KUNST Ein Bild ist ein Bild ist ein Bild
Gebundene Liliensträuße stehen auf Marmorsockeln, die Schuhe klappern auf dunklem Parkett. Die Damen tragen Strumpfnähte und Hochsteckfrisuren, die Herren Manschettenknöpfe und Halbglatzen. Die, die hier arbeiten, nennen sich Specialists, Directors und Co-Heads of Day Sale, und ihre Arbeit besteht darin, aus Kunst ein Geschäft zu machen. Im Auktionshaus Christie's in London, das Ritz nicht weit, sind Gemälde Aktien, die man sich an die Wand hängt.
Der vorvergangene Freitag war ein guter Tag für Christie's. Nur zweieinhalb Minuten brauchte es, bis das Gemälde »Paris Bar« einen neuen Besitzer gefunden hatte, einen Sammler aus den USA, für zwei Millionen Pfund.
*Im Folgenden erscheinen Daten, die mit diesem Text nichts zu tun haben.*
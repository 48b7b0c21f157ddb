//! Prefix-based integer coding (RFC 7541 Section 5.1).
//!
//! An integer is packed into the low N bits of a byte; if the value does
//! not fit, the remaining value follows as a series of 7-bit continuation
//! bytes, least significant group first.

use bytes::{BufMut, BytesMut};

use crate::error::{Result, TapwireError};

/// Encode an integer with the given prefix size (1..=8 bits).
///
/// `first_byte_mask` contains the high bits already set in the first byte,
/// the bits above the prefix. `prefix_bits` is the number of low bits
/// available in the first byte.
pub fn encode_integer(value: u64, prefix_bits: u8, first_byte_mask: u8, buf: &mut BytesMut) {
    debug_assert!((1..=8).contains(&prefix_bits));

    let max_prefix: u64 = (1u64 << prefix_bits) - 1;

    if value < max_prefix {
        buf.put_u8(first_byte_mask | (value as u8));
        return;
    }

    buf.put_u8(first_byte_mask | (max_prefix as u8));
    let mut remaining = value - max_prefix;
    while remaining >= 128 {
        buf.put_u8(0x80 | (remaining & 0x7f) as u8);
        remaining >>= 7;
    }
    buf.put_u8(remaining as u8);
}

/// Decode an integer with the given prefix size (1..=8 bits).
///
/// Returns `(value, bytes_consumed)`.
pub fn decode_integer(buf: &[u8], prefix_bits: u8) -> Result<(u64, usize)> {
    debug_assert!((1..=8).contains(&prefix_bits));

    if buf.is_empty() {
        return Err(TapwireError::Hpack("integer truncated at first byte".into()));
    }

    let max_prefix: u64 = (1u64 << prefix_bits) - 1;
    let value = u64::from(buf[0]) & max_prefix;

    if value < max_prefix {
        return Ok((value, 1));
    }

    let mut value = max_prefix;
    let mut shift: u32 = 0;
    let mut i = 1;

    loop {
        if i >= buf.len() {
            return Err(TapwireError::Hpack(
                "integer truncated mid continuation".into(),
            ));
        }

        let byte = buf[i];
        // checked_shl would let high bits fall off silently, so multiply.
        let addition = u64::from(byte & 0x7f)
            .checked_mul(1u64 << shift)
            .ok_or_else(|| TapwireError::Hpack("integer continuation overflows u64".into()))?;
        value = value
            .checked_add(addition)
            .ok_or_else(|| TapwireError::Hpack("integer continuation overflows u64".into()))?;

        i += 1;
        if byte & 0x80 == 0 {
            break;
        }

        shift += 7;
        if shift > 63 {
            return Err(TapwireError::Hpack("integer continuation overflows u64".into()));
        }
    }

    Ok((value, i))
}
Mitgeboten hatten die Münchner Sammlerin Ingvild Goetz, die Kunsthändler Jeffrey Deitch und Tony Shafrazi aus New York City sowie drei Unbekannte, die per Telefon der Auktion beiwohnten.
Fast 2,5 Millionen Euro also für ein Gemälde, 2,07 mal 3,8 Meter groß, Öl auf Leinwand, 1991 gemalt, von dem deutschen Künstler Martin Kippenberger, so steht es zumindest im Katalog von Christie's.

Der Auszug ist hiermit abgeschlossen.